Regardless, today was the first step forward and it was a good one. The house didn’t burn down, there were no crises to deal with, but there was a little bit of despondency or wistfulness that was evident when I returned home. I suspect that my return to work emphasized his own early retirement. The fact is this disease derailed all his plans – it retired him from the workplace long before he was ready. Although he should be ecstatic about the reasonably good response he has had to his treatment we are not there yet. He’s not happy; he is sick of being tired, tired of worrying, yet continues to worry about being sick – it’s a vicious circle. Anyway the first day is under our belt and hopefully the next one will be uneventful as well.

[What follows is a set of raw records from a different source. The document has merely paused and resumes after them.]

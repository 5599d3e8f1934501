//! Spatial indexing for fast point-to-cell lookups
//!
//! This module is only available with the `spatial-index` feature.

#[cfg(feature = "spatial-index")]
use glam::DVec2;
#[cfg(feature = "spatial-index")]
use kiddo::immutable::float::kdtree::ImmutableKdTree;
#[cfg(feature = "spatial-index")]
use kiddo::SquaredEuclidean;

/// Wrapper around a KD-tree over the site positions
///
/// Provides O(log n) nearest-site lookups, which is how an arbitrary point
/// in the domain is mapped to the Voronoi cell containing it: the cell of
/// the nearest site is, by definition, the cell containing the point.
#[cfg(feature = "spatial-index")]
#[derive(Clone)]
pub struct SpatialIndex {
    tree: ImmutableKdTree<f64, usize, 2, 32>,
}

#[cfg(feature = "spatial-index")]
impl SpatialIndex {
    /// Build the index from site positions
    ///
    /// Called once at the end of diagram generation.
    pub fn new(sites: &[DVec2]) -> Self {
        let points: Vec<[f64; 2]> = sites.iter().map(|s| [s.x, s.y]).collect();

        Self {
            tree: ImmutableKdTree::new_from_slice(&points),
        }
    }

    /// Index of the site nearest to `position`
    pub fn find_nearest(&self, position: DVec2) -> usize {
        let query = [position.x, position.y];
        let result = self.tree.nearest_one::<SquaredEuclidean>(&query);
        result.item as usize
    }
}

#[cfg(test)]
#[cfg(feature = "spatial-index")]
mod tests {
    use super::*;

    #[test]
    fn test_spatial_index_basic() {
        let sites = vec![
            DVec2::new(10.0, 10.0),
            DVec2::new(90.0, 10.0),
            DVec2::new(90.0, 90.0),
            DVec2::new(10.0, 90.0),
        ];

        let index = SpatialIndex::new(&sites);

        assert_eq!(index.find_nearest(DVec2::new(15.0, 12.0)), 0);
        assert_eq!(index.find_nearest(DVec2::new(85.0, 5.0)), 1);
        assert_eq!(index.find_nearest(DVec2::new(99.0, 99.0)), 2);
        assert_eq!(index.find_nearest(DVec2::new(0.0, 80.0)), 3);
    }

    #[test]
    fn test_spatial_index_exact_match() {
        let sites = vec![DVec2::new(1.0, 2.0), DVec2::new(5.0, 5.0)];
        let index = SpatialIndex::new(&sites);

        assert_eq!(index.find_nearest(sites[0]), 0);
        assert_eq!(index.find_nearest(sites[1]), 1);
    }
}
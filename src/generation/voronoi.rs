//! Voronoi cell construction from the Delaunay triangulation
//!
//! Derives cell polygons from triangle circumcenters via Delaunay/Voronoi
//! duality, resolves adjacency between cells, and emits the diagram's edge
//! list. Hull cells are unbounded until the boundary clipper closes them;
//! the dual ray of each hull Delaunay edge contributes a far endpoint so
//! the clip produces the correct closed polygon.

use glam::DVec2;
use std::collections::{BTreeSet, HashMap};

use crate::cell::{VoronoiCell, VoronoiEdge};
use crate::error::Result;
use crate::generation::clip::{clip_polygon, clip_segment};
use crate::geometry::{Edge, Rect, Triangle};

/// Below this squared length a dual edge is treated as collapsed
/// (cocircular circumcenters) and dropped
const COLLAPSED_EDGE_SQ: f64 = 1e-18;

/// Vertices closer than this are merged before angular ordering
const VERTEX_MERGE_EPS: f64 = 1e-9;

/// Tolerance for detecting clipped vertices on a rectangle side
const BOUNDARY_EPS: f64 = 1e-9;

/// Build Voronoi cells and edges from a triangulated site set
///
/// One cell per site with at least one surviving triangle incidence; sites
/// without any (exact duplicates) contribute no cell, so the cell count may
/// be below the site count. Cell polygons are clipped to `bounds`.
///
/// # Arguments
///
/// * `sites` - The input sites, in diagram order
/// * `triangles` - Surviving Delaunay triangles over `sites`
/// * `bounds` - The domain rectangle
pub fn build_cells(
    sites: &[DVec2],
    triangles: &[Triangle],
    bounds: &Rect,
) -> Result<(Vec<VoronoiCell>, Vec<VoronoiEdge>)> {
    // Duality: each triangle circumcenter is a candidate vertex for the
    // cells of its three sites
    let mut candidates: Vec<Vec<DVec2>> = vec![Vec::new(); sites.len()];
    for tri in triangles {
        if let Some(center) = tri.circumcenter {
            for v in tri.vertices() {
                candidates[v].push(center);
            }
        }
    }

    // Assign cell ids in site order; only sites with triangle incidence
    // get a cell
    let mut cell_of: Vec<Option<usize>> = vec![None; sites.len()];
    let mut cell_count = 0;
    for (si, verts) in candidates.iter().enumerate() {
        if !verts.is_empty() {
            cell_of[si] = Some(cell_count);
            cell_count += 1;
        }
    }

    // Delaunay edge -> incident triangle indices
    let mut edge_triangles: HashMap<Edge, Vec<usize>> = HashMap::new();
    for (ti, tri) in triangles.iter().enumerate() {
        for edge in tri.edges() {
            edge_triangles.entry(edge).or_default().push(ti);
        }
    }

    // Sorted keys so edge ids and adjacency insertion order are
    // reproducible across runs
    let mut delaunay_edges: Vec<Edge> = edge_triangles.keys().copied().collect();
    delaunay_edges.sort();

    let mut edges: Vec<VoronoiEdge> = Vec::new();
    let mut neighbors: Vec<BTreeSet<usize>> = vec![BTreeSet::new(); cell_count];
    let mut incident: Vec<Vec<usize>> = vec![Vec::new(); cell_count];

    for edge in delaunay_edges {
        let (left_cell, right_cell) = match (cell_of[edge.0], cell_of[edge.1]) {
            (Some(l), Some(r)) => (l, r),
            _ => continue,
        };

        let incident_tris = &edge_triangles[&edge];
        let segment = match incident_tris.as_slice() {
            [t1, t2] => {
                // Interior Delaunay edge: the dual Voronoi edge joins the
                // two circumcenters
                match (triangles[*t1].circumcenter, triangles[*t2].circumcenter) {
                    (Some(c1), Some(c2)) => {
                        if (c1 - c2).length_squared() < COLLAPSED_EDGE_SQ {
                            // Cocircular sites: the dual edge collapses to
                            // a point and separates nothing
                            log::debug!(
                                "dropping collapsed dual edge between sites {} and {}",
                                edge.0,
                                edge.1
                            );
                            continue;
                        }
                        (c1, c2)
                    }
                    _ => continue,
                }
            }
            [t] => {
                // Hull edge: the dual is a ray along the perpendicular
                // bisector, pointing away from the triangle's third vertex
                let tri = &triangles[*t];
                let Some(center) = tri.circumcenter else {
                    continue;
                };
                let Some(far) = hull_ray_endpoint(sites, tri, edge, center, bounds) else {
                    continue;
                };
                // The far endpoint closes the open cells on both sides of
                // the ray once the polygons are clipped
                candidates[edge.0].push(far);
                candidates[edge.1].push(far);
                (center, far)
            }
            _ => continue,
        };

        let Some((start, end)) = clip_segment(bounds, segment.0, segment.1) else {
            continue;
        };
        if (end - start).length_squared() < COLLAPSED_EDGE_SQ {
            continue;
        }

        let id = edges.len();
        edges.push(VoronoiEdge::new(id, start, end, left_cell, Some(right_cell)));
        neighbors[left_cell].insert(right_cell);
        neighbors[right_cell].insert(left_cell);
        incident[left_cell].push(id);
        incident[right_cell].push(id);
    }

    // Order each cell's vertex set into a simple polygon and clip it, then
    // emit the boundary edges the clip introduced
    let mut cells: Vec<VoronoiCell> = Vec::with_capacity(cell_count);
    for (si, &site) in sites.iter().enumerate() {
        let Some(cell_id) = cell_of[si] else {
            continue;
        };

        let raw = order_cell_vertices(std::mem::take(&mut candidates[si]));
        let polygon = if raw.len() >= 3 {
            clip_polygon(bounds, &raw)
        } else {
            log::warn!(
                "cell {} for site {} has only {} vertices; polygon left empty",
                cell_id,
                si,
                raw.len()
            );
            Vec::new()
        };

        for (start, end) in boundary_runs(bounds, &polygon) {
            let id = edges.len();
            edges.push(VoronoiEdge::new(id, start, end, cell_id, None));
            incident[cell_id].push(id);
        }

        cells.push(VoronoiCell::new(
            cell_id,
            si,
            site,
            polygon,
            neighbors[cell_id].iter().copied().collect(),
            std::mem::take(&mut incident[cell_id]),
        ));
    }

    log::debug!(
        "built {} cells and {} edges from {} triangles",
        cells.len(),
        edges.len(),
        triangles.len()
    );

    Ok((cells, edges))
}

/// Far endpoint of the unbounded dual ray of a hull Delaunay edge
///
/// The ray runs along the perpendicular bisector of the edge, oriented away
/// from the triangle's third vertex, and is extended far enough to exit the
/// domain so clipping can truncate it.
fn hull_ray_endpoint(
    sites: &[DVec2],
    tri: &Triangle,
    edge: Edge,
    center: DVec2,
    bounds: &Rect,
) -> Option<DVec2> {
    let opposite = tri.vertices().into_iter().find(|&v| v != edge.0 && v != edge.1)?;

    let u = sites[edge.0];
    let v = sites[edge.1];
    let mid = (u + v) * 0.5;
    let outward = mid - sites[opposite];
    if outward.length_squared() < COLLAPSED_EDGE_SQ {
        return None;
    }

    let mut dir = DVec2::new(-(v - u).y, (v - u).x).normalize();
    if dir.dot(outward) < 0.0 {
        dir = -dir;
    }

    let reach = (center - bounds.center()).length() + 2.0 * (bounds.max - bounds.min).length();
    Some(center + dir * reach)
}

/// Merge near-identical vertices and order the rest by angle around their
/// mean, yielding a simple non-self-intersecting polygon
///
/// Skipping this ordering step leaves the raw circumcenter multiset in
/// triangle-discovery order, which renders as a self-intersecting mess.
fn order_cell_vertices(candidates: Vec<DVec2>) -> Vec<DVec2> {
    let mut unique: Vec<DVec2> = Vec::with_capacity(candidates.len());
    for c in candidates {
        if !unique.iter().any(|u| (*u - c).length() < VERTEX_MERGE_EPS) {
            unique.push(c);
        }
    }

    if unique.len() < 3 {
        return unique;
    }

    let centroid = unique.iter().copied().sum::<DVec2>() / unique.len() as f64;

    let mut with_angles: Vec<(DVec2, f64)> = unique
        .into_iter()
        .map(|v| {
            let d = v - centroid;
            (v, d.y.atan2(d.x))
        })
        .collect();

    with_angles.sort_by(|a, b| a.1.partial_cmp(&b.1).unwrap_or(std::cmp::Ordering::Equal));

    with_angles.into_iter().map(|(v, _)| v).collect()
}

/// Consecutive clipped-polygon vertex pairs lying on one rectangle side
///
/// These are the segments the clipper introduced along the domain border;
/// each becomes a boundary edge with no second cell.
fn boundary_runs(bounds: &Rect, polygon: &[DVec2]) -> Vec<(DVec2, DVec2)> {
    if polygon.len() < 2 {
        return Vec::new();
    }

    let mut runs = Vec::new();
    for i in 0..polygon.len() {
        let s = polygon[i];
        let e = polygon[(i + 1) % polygon.len()];
        if (e - s).length_squared() < COLLAPSED_EDGE_SQ {
            continue;
        }

        let on_same_side = ((s.x - bounds.min.x).abs() < BOUNDARY_EPS
            && (e.x - bounds.min.x).abs() < BOUNDARY_EPS)
            || ((s.x - bounds.max.x).abs() < BOUNDARY_EPS
                && (e.x - bounds.max.x).abs() < BOUNDARY_EPS)
            || ((s.y - bounds.min.y).abs() < BOUNDARY_EPS
                && (e.y - bounds.min.y).abs() < BOUNDARY_EPS)
            || ((s.y - bounds.max.y).abs() < BOUNDARY_EPS
                && (e.y - bounds.max.y).abs() < BOUNDARY_EPS);

        if on_same_side {
            runs.push((s, e));
        }
    }
    runs
}
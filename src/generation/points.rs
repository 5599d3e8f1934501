//! Seeded site sampling
//!
//! Draws sites uniformly within the map rectangle from a ChaCha8 stream so
//! the same seed always reproduces the same site set.

use glam::DVec2;
use rand::Rng;
use rand::SeedableRng;
use rand_chacha::ChaCha8Rng;

use crate::geometry::Rect;

/// Generate `count` sites uniformly distributed within `bounds`
///
/// # Arguments
///
/// * `count` - Number of sites to draw
/// * `bounds` - Rectangle to sample within
/// * `seed` - Random seed for deterministic placement
///
/// # Example
///
/// ```rust
/// use voronoi_map::generation::generate_sites;
/// use voronoi_map::Rect;
///
/// let sites = generate_sites(100, &Rect::new(0.0, 0.0, 64.0, 64.0), 42);
/// assert_eq!(sites.len(), 100);
/// ```
pub fn generate_sites(count: usize, bounds: &Rect, seed: u64) -> Vec<DVec2> {
    let mut rng = ChaCha8Rng::seed_from_u64(seed);

    (0..count)
        .map(|_| {
            DVec2::new(
                rng.gen_range(bounds.min.x..bounds.max.x),
                rng.gen_range(bounds.min.y..bounds.max.y),
            )
        })
        .collect()
}

#[cfg(test)]
mod tests {
    use super::*;

    #[test]
    fn test_site_count() {
        let bounds = Rect::new(0.0, 0.0, 100.0, 100.0);
        for count in [3, 10, 100, 1000] {
            let sites = generate_sites(count, &bounds, 42);
            assert_eq!(sites.len(), count);
        }
    }

    #[test]
    fn test_sites_within_bounds() {
        let bounds = Rect::new(-20.0, 10.0, 80.0, 90.0);
        let sites = generate_sites(500, &bounds, 7);

        for site in &sites {
            assert!(bounds.contains(*site), "site {:?} outside bounds", site);
        }
    }

    #[test]
    fn test_determinism() {
        let bounds = Rect::new(0.0, 0.0, 100.0, 100.0);
        let a = generate_sites(100, &bounds, 42);
        let b = generate_sites(100, &bounds, 42);
        assert_eq!(a, b);
    }

    #[test]
    fn test_different_seeds_differ() {
        let bounds = Rect::new(0.0, 0.0, 100.0, 100.0);
        let a = generate_sites(100, &bounds, 1);
        let b = generate_sites(100, &bounds, 2);
        assert_ne!(a, b);
    }
}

His sister remains hospitalized and we try to visit her or speak with her daily. Tonight it was a phone call. She continues to have a tough time with her rehabilitation, there is a persistent nausea that she can’t seem to shake. Today was a difficult day for her and consequently she didn’t attend her rehab exercises. Although she’s frustrated by the length of her hospitalization she knows that she is incapable of managing on her own at this point. There are certain physical functional thresholds she has to achieve before she can be released, even to a convalescent home. At her present rate of progress it is looking likely that she will be spending her Christmas with the hospital staff. I suspect that a couple of solid days of feeling well would make all the difference in motivating her to push hard on her rehab routine. There’s no doubt it is lonely being in the hospital, hopefully we see some forward progress there soon.